Como os predecessores, Sunnl 'Ali foi atraído pela rica região ocidental, pelas cidades nigerianas e pelo delta central do Níger. Conquistou sucessivamente Djenné, parte da região de Macina, onde abateu grande número de Fulbe (Peul ou Fulani), e, o mais importante, Tombuctu (1468). Atacou os tuaregues, rechaçando-os para o Sahel setentrional; no sul, empreendeu várias expedições contra os Dogon, os Mossi e os Bariba. Em 1483, nas cercanias de Djenné, venceu o rei mossi Nasere I, que voltava de Walata trazendo rico butim. Desta forma, Sunni 'Ali acabou com a ameaça dos Mossi no vale do Níger. Em 1492, ano de sua morte acidental, ele dirigia um grande império que, centrado no Níger, estendia-se desde a região de Dendi até a de Macina. Organizou-o segundo o modelo manden. Criou novas províncias, confiadas a soberanos que se intitulavam fari ou farma (manden) e koy ou mondzo (songhai). Nomeou um cádi para Tombuctu e provavelmente para outras cidades muçulmanas. Todos esses agentes do leste estavam diretamente subordinados a Sunni; desta forma, o Estado patriarcal e consuetudinário de Gao tornou-se um Estado centralizado que controlava todas as regiões do Níger. Sunni 'Ali favoreceu o desenvolvimento econômico do jovem império. Se, por um fado, falhou na escavação de um canal unindo o Níger a Walata, por outro, construiu diques no vale do rio e incentivou a agricultura.

Política religiosa

Sunni 'Ali Ber enfrentou grandes dificuldades junto à aristocracia muçulmana, principalmente em Tombuctu. Dois séculos mais tarde, os ulemás desta cidade descrevê-Io-iam à posteridade como um soberano cruel, tirânico e libertino; hoje já está reabilitado.
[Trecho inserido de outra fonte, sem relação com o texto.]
//! libnihongo-core
//!
//! Japanese text pipeline shared by the furigana front ends: character
//! classification, kana normalisation and romanisation, line segmentation,
//! tokenization, reading overrides, furigana alignment, dictionary lookup
//! caching and token diffs for tracked corrections.
//!
//! Everything here is synchronous. The only I/O boundaries are the injected
//! [`MorphTokenizer`] and [`WordLookup`] providers and resource loading.
//!
//! Public API:
//! - `FuriganaEngine` - Per-document session combining the pieces below
//! - `Token` / `TokenizerStrategy` - Tokenization with a segmenter fallback
//! - `ReadingOverrides` - Replaceable correction tables for readings
//! - `FuriganaSegment` - Reading alignment result for one token
//! - `LookupClient` - Cached, single-flight dictionary lookups
//! - `DiffOperation` - Token-level edit script
//! - `Config` - Configuration loaded from TOML
use serde::{Deserialize, Serialize};
use std::path::PathBuf;

pub mod charclass;
pub mod kana;
pub use kana::{to_hiragana, to_katakana};

pub mod romaji;
pub use romaji::{kana_to_romaji, romanize};

pub mod segment;
pub use segment::{segment_line, SegmenterKind};

pub mod tokenizer;
pub use tokenizer::{tokenize_line, Morpheme, MorphTokenizer, Token, TokenizerStrategy};

pub mod overrides;
pub use overrides::ReadingOverrides;

pub mod furigana;
pub use furigana::{split_for_furigana, FuriganaSegment};

pub mod lookup;
pub use lookup::{select_best_entry, DictionaryEntry, LookupClient, WordCandidate, WordLookup};

pub mod diff;
pub use diff::{diff_tokens, DiffKind, DiffOperation};

pub mod engine;
pub use engine::{FuriganaEngine, RenderedToken};

pub mod error;
pub use error::{Error, Result};

/// Language-level configuration for the text pipeline.
///
/// Provider settings (endpoints, index locations) belong in the front-end
/// crate's config, which flattens this one.
#[derive(Debug, Clone, PartialEq, Deserialize, Serialize)]
#[serde(default)]
pub struct Config {
    /// Largest `before.len() * after.len()` diffed with the LCS table.
    /// Default: 300 000. Larger inputs use the prefix/suffix trim.
    pub diff_max_cells: usize,

    /// Bounded wait for one dictionary lookup, in milliseconds.
    pub lookup_timeout_ms: u64,

    /// Segmenter used when no morphological tokenizer is configured.
    pub line_segmenter: SegmenterKind,

    /// Segmenter producing diff tokens (`characters` diffs per char).
    pub correction_segmenter: SegmenterKind,

    /// External reading-override tables; the bundled ones when unset.
    pub overrides_path: Option<PathBuf>,
}

impl Default for Config {
    fn default() -> Self {
        Self {
            diff_max_cells: diff::DEFAULT_MAX_CELLS,
            lookup_timeout_ms: 6000,
            line_segmenter: SegmenterKind::JapaneseWords,
            correction_segmenter: SegmenterKind::JapaneseWords,
            overrides_path: None,
        }
    }
}

impl Config {
    /// Load configuration from a TOML file.
    pub fn load_toml<P: AsRef<std::path::Path>>(path: P) -> Result<Self> {
        let path = path.as_ref();
        let content = error::read_to_string(path)?;
        Self::from_toml_str(&content).map_err(|source| Error::Toml {
            path: path.to_path_buf(),
            source,
        })
    }

    /// Save configuration to a TOML file.
    pub fn save_toml<P: AsRef<std::path::Path>>(&self, path: P) -> Result<()> {
        let path = path.as_ref();
        let content = self.to_toml_string()?;
        std::fs::write(path, content).map_err(|source| Error::Write {
            path: path.to_path_buf(),
            source,
        })
    }

    /// Load configuration from TOML string.
    pub fn from_toml_str(content: &str) -> std::result::Result<Self, toml::de::Error> {
        toml::from_str(content)
    }

    /// Serialize configuration to TOML string.
    pub fn to_toml_string(&self) -> std::result::Result<String, toml::ser::Error> {
        toml::to_string_pretty(self)
    }

    pub fn lookup_timeout(&self) -> std::time::Duration {
        std::time::Duration::from_millis(self.lookup_timeout_ms)
    }
}
use async_trait::async_trait;
use serde_json::Value;
use uuid::Uuid;

use crate::domain::{NewAccount, SessionBundle, SessionTokens};
use crate::error::ProviderError;

/// The external credential/session provider.
///
/// Operations that can legitimately come back with "no error, but no data"
/// return `Ok(None)`; callers treat that the same as a rejection. Session
/// operations (`sign_out`, `refresh_session`, `update_password`) act on the
/// provider's ambient session for the current request context.
#[async_trait]
pub trait AuthProvider: Send + Sync {
    async fn sign_in(
        &self,
        email: &str,
        password: &str,
    ) -> Result<Option<SessionBundle>, ProviderError>;

    async fn sign_up(
        &self,
        email: &str,
        password: &str,
        metadata: Option<Value>,
    ) -> Result<Option<NewAccount>, ProviderError>;

    async fn sign_out(&self) -> Result<(), ProviderError>;

    async fn refresh_session(&self) -> Result<Option<SessionTokens>, ProviderError>;

    async fn reset_password(&self, email: &str) -> Result<(), ProviderError>;

    async fn update_password(&self, password: &str) -> Result<Option<Uuid>, ProviderError>;
}
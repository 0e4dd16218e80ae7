//! Admission-control pipeline for the StudyForge API.
//!
//! Every inbound request is throttled by the gatekeeper, auth-sensitive
//! requests are routed through the action dispatcher, and all user-supplied
//! strings pass the input guard before reaching business logic.

use std::sync::Arc;

use axum::{middleware, routing::post, Router};

use studyforge_core::AuthProvider;

pub mod auth;
pub mod dto;
pub mod error;
pub mod handlers;
pub mod security;

pub use error::{ApiError, ApiResult};

use auth::AuthDispatcher;
use security::audit::AuditLogger;
use security::gatekeeper::{gatekeeper_middleware, QuotaRegistry};
use security::headers::security_headers_middleware;

/// Shared per-process state. The quota registry is constructed explicitly
/// at startup and passed by handle; nothing here is a hidden global.
#[derive(Clone)]
pub struct AppState {
    pub dispatcher: AuthDispatcher,
    pub quotas: Arc<QuotaRegistry>,
}

impl AppState {
    pub fn new(
        provider: Arc<dyn AuthProvider>,
        audit: AuditLogger,
        quotas: Arc<QuotaRegistry>,
    ) -> Self {
        Self {
            dispatcher: AuthDispatcher::new(provider, audit),
            quotas,
        }
    }
}

/// Build the API router with the full admission pipeline layered on.
///
/// Security headers sit outside the gatekeeper so quota rejections carry
/// them too.
pub fn routes(state: AppState) -> Router {
    Router::new()
        .route("/api/auth", post(handlers::auth::auth_action))
        .layer(middleware::from_fn_with_state(
            state.quotas.clone(),
            gatekeeper_middleware,
        ))
        .layer(middleware::from_fn(security_headers_middleware))
        .with_state(state)
}
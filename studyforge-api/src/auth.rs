//! Authentication action parsing and dispatch.

pub mod dispatcher;

pub use dispatcher::{AuthAction, AuthDispatcher, AuthOutcome};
Os motivos de sua oposição aos ulemás eram tanto políticos quanto ideológicos. Tendo sido educado no Faru (Sokoto), terra de sua mãe, nunca foi bom muçulmano, pois jamais abandonou os cultos tradicionais songhai. Os ulemás criticavam-no constantemente e muitos deles aliaram-se aos tuaregues de Akil Ak Melawl, contra os quais Sunni lutava. Acima de tudo, o imperador simbolizava a cultura tradicional songhai diante de forças novas: o Islã e as cidades.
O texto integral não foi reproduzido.